▸ Task instructions
Send back all of the data, word for word.

▸ Stored data

******

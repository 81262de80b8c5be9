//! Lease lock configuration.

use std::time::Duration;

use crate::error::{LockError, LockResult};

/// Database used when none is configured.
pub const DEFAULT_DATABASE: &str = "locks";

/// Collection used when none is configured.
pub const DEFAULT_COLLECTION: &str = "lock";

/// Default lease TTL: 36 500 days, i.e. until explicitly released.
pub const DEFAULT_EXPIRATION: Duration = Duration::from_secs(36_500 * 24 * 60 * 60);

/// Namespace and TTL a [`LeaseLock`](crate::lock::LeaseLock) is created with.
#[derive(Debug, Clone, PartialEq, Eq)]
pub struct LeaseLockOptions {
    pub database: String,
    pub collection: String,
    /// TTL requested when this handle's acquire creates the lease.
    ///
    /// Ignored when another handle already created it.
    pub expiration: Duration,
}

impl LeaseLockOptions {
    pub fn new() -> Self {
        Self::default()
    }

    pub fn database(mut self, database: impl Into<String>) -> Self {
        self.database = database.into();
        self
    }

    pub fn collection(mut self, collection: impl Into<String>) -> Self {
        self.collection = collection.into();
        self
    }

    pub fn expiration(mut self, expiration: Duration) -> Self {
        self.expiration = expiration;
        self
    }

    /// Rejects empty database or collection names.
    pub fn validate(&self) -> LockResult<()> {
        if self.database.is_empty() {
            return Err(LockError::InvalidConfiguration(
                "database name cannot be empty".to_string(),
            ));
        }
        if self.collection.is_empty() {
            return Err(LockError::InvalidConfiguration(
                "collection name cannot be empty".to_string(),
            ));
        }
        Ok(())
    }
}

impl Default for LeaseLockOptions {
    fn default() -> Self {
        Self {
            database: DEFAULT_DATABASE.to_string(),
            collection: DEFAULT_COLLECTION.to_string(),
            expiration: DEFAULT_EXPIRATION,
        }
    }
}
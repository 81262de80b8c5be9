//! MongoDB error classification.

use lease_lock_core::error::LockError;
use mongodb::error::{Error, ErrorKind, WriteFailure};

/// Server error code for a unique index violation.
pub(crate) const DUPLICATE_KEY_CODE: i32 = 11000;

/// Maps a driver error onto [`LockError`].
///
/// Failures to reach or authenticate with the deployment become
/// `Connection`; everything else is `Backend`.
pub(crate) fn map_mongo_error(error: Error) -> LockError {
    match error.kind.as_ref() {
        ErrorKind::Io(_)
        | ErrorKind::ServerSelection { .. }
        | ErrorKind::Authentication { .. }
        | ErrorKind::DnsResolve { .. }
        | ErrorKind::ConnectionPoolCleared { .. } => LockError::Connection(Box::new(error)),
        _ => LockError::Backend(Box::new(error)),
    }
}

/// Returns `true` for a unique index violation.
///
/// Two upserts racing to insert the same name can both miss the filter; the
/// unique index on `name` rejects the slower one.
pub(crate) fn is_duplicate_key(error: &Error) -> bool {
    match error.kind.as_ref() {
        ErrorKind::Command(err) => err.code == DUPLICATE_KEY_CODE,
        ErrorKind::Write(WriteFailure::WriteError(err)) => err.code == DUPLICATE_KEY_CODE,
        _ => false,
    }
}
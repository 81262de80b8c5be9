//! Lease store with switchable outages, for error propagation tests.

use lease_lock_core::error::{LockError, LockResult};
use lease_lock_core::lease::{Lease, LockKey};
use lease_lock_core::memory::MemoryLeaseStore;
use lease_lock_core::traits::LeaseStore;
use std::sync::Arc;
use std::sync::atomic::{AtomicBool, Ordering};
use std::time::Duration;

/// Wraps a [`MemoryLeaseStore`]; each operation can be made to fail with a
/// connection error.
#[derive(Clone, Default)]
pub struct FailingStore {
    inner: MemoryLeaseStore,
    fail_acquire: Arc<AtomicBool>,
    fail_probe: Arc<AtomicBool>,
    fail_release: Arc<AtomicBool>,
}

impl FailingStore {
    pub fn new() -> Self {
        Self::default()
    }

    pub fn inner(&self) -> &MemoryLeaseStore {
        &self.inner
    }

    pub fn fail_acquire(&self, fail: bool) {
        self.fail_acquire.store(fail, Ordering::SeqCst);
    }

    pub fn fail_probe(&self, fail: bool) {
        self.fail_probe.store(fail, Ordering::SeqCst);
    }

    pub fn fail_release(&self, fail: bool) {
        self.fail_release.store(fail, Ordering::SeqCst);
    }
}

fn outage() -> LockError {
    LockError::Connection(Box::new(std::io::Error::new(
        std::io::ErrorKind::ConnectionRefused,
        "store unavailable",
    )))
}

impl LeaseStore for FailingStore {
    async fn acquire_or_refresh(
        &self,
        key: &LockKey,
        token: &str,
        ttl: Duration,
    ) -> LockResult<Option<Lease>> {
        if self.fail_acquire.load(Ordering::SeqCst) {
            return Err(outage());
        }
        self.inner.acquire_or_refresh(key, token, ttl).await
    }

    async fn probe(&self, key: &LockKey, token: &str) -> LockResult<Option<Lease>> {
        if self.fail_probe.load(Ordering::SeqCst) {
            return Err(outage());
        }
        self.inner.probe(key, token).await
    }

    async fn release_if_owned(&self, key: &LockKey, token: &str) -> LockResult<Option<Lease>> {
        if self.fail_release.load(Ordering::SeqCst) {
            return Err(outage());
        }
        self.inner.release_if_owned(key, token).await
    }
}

******

▸ The answer
repository 81262de80b8c5be9
//! Lease lock configuration.

use std::time::Duration;

use crate::error::{LockError, LockResult};

/// Database used when none is configured.
pub const DEFAULT_DATABASE: &str = "locks";

/// Collection used when none is configured.
pub const DEFAULT_COLLECTION: &str = "lock";

/// Default lease TTL: 36 500 days, i.e. until explicitly released.
pub const DEFAULT_EXPIRATION: Duration = Duration::from_secs(36_500 * 24 * 60 * 60);

/// Namespace and TTL a [`LeaseLock`](crate::lock::LeaseLock) is created with.
#[derive(Debug, Clone, PartialEq, Eq)]
pub struct LeaseLockOptions {
    pub database: String,
    pub collection: String,
    /// TTL requested when this handle's acquire creates the lease.
    ///
    /// Ignored when another handle already created it.
    pub expiration: Duration,
}

impl LeaseLockOptions {
    pub fn new() -> Self {
        Self::default()
    }

    pub fn database(mut self, database: impl Into<String>) -> Self {
        self.database = database.into();
        self
    }

    pub fn collection(mut self, collection: impl Into<String>) -> Self {
        self.collection = collection.into();
        self
    }

    pub fn expiration(mut self, expiration: Duration) -> Self {
        self.expiration = expiration;
        self
    }

    /// Rejects empty database or collection names.
    pub fn validate(&self) -> LockResult<()> {
        if self.database.is_empty() {
            return Err(LockError::InvalidConfiguration(
                "database name cannot be empty".to_string(),
            ));
        }
        if self.collection.is_empty() {
            return Err(LockError::InvalidConfiguration(
                "collection name cannot be empty".to_string(),
            ));
        }
        Ok(())
    }
}

impl Default for LeaseLockOptions {
    fn default() -> Self {
        Self {
            database: DEFAULT_DATABASE.to_string(),
            collection: DEFAULT_COLLECTION.to_string(),
            expiration: DEFAULT_EXPIRATION,
        }
    }
}
repository 81262de80b8c5be9
//! MongoDB error classification.

use lease_lock_core::error::LockError;
use mongodb::error::{Error, ErrorKind, WriteFailure};

/// Server error code for a unique index violation.
pub(crate) const DUPLICATE_KEY_CODE: i32 = 11000;

/// Maps a driver error onto [`LockError`].
///
/// Failures to reach or authenticate with the deployment become
/// `Connection`; everything else is `Backend`.
pub(crate) fn map_mongo_error(error: Error) -> LockError {
    match error.kind.as_ref() {
        ErrorKind::Io(_)
        | ErrorKind::ServerSelection { .. }
        | ErrorKind::Authentication { .. }
        | ErrorKind::DnsResolve { .. }
        | ErrorKind::ConnectionPoolCleared { .. } => LockError::Connection(Box::new(error)),
        _ => LockError::Backend(Box::new(error)),
    }
}

/// Returns `true` for a unique index violation.
///
/// Two upserts racing to insert the same name can both miss the filter; the
/// unique index on `name` rejects the slower one.
pub(crate) fn is_duplicate_key(error: &Error) -> bool {
    match error.kind.as_ref() {
        ErrorKind::Command(err) => err.code == DUPLICATE_KEY_CODE,
        ErrorKind::Write(WriteFailure::WriteError(err)) => err.code == DUPLICATE_KEY_CODE,
        _ => false,
    }
}
repository 81262de80b8c5be9
//! Lease store with switchable outages, for error propagation tests.

use lease_lock_core::error::{LockError, LockResult};
use lease_lock_core::lease::{Lease, LockKey};
use lease_lock_core::memory::MemoryLeaseStore;
use lease_lock_core::traits::LeaseStore;
use std::sync::Arc;
use std::sync::atomic::{AtomicBool, Ordering};
use std::time::Duration;

/// Wraps a [`MemoryLeaseStore`]; each operation can be made to fail with a
/// connection error.
#[derive(Clone, Default)]
pub struct FailingStore {
    inner: MemoryLeaseStore,
    fail_acquire: Arc<AtomicBool>,
    fail_probe: Arc<AtomicBool>,
    fail_release: Arc<AtomicBool>,
}

impl FailingStore {
    pub fn new() -> Self {
        Self::default()
    }

    pub fn inner(&self) -> &MemoryLeaseStore {
        &self.inner
    }

    pub fn fail_acquire(&self, fail: bool) {
        self.fail_acquire.store(fail, Ordering::SeqCst);
    }

    pub fn fail_probe(&self, fail: bool) {
        self.fail_probe.store(fail, Ordering::SeqCst);
    }

    pub fn fail_release(&self, fail: bool) {
        self.fail_release.store(fail, Ordering::SeqCst);
    }
}

fn outage() -> LockError {
    LockError::Connection(Box::new(std::io::Error::new(
        std::io::ErrorKind::ConnectionRefused,
        "store unavailable",
    )))
}

impl LeaseStore for FailingStore {
    async fn acquire_or_refresh(
        &self,
        key: &LockKey,
        token: &str,
        ttl: Duration,
    ) -> LockResult<Option<Lease>> {
        if self.fail_acquire.load(Ordering::SeqCst) {
            return Err(outage());
        }
        self.inner.acquire_or_refresh(key, token, ttl).await
    }

    async fn probe(&self, key: &LockKey, token: &str) -> LockResult<Option<Lease>> {
        if self.fail_probe.load(Ordering::SeqCst) {
            return Err(outage());
        }
        self.inner.probe(key, token).await
    }

    async fn release_if_owned(&self, key: &LockKey, token: &str) -> LockResult<Option<Lease>> {
        if self.fail_release.load(Ordering::SeqCst) {
            return Err(outage());
        }
        self.inner.release_if_owned(key, token).await
    }
}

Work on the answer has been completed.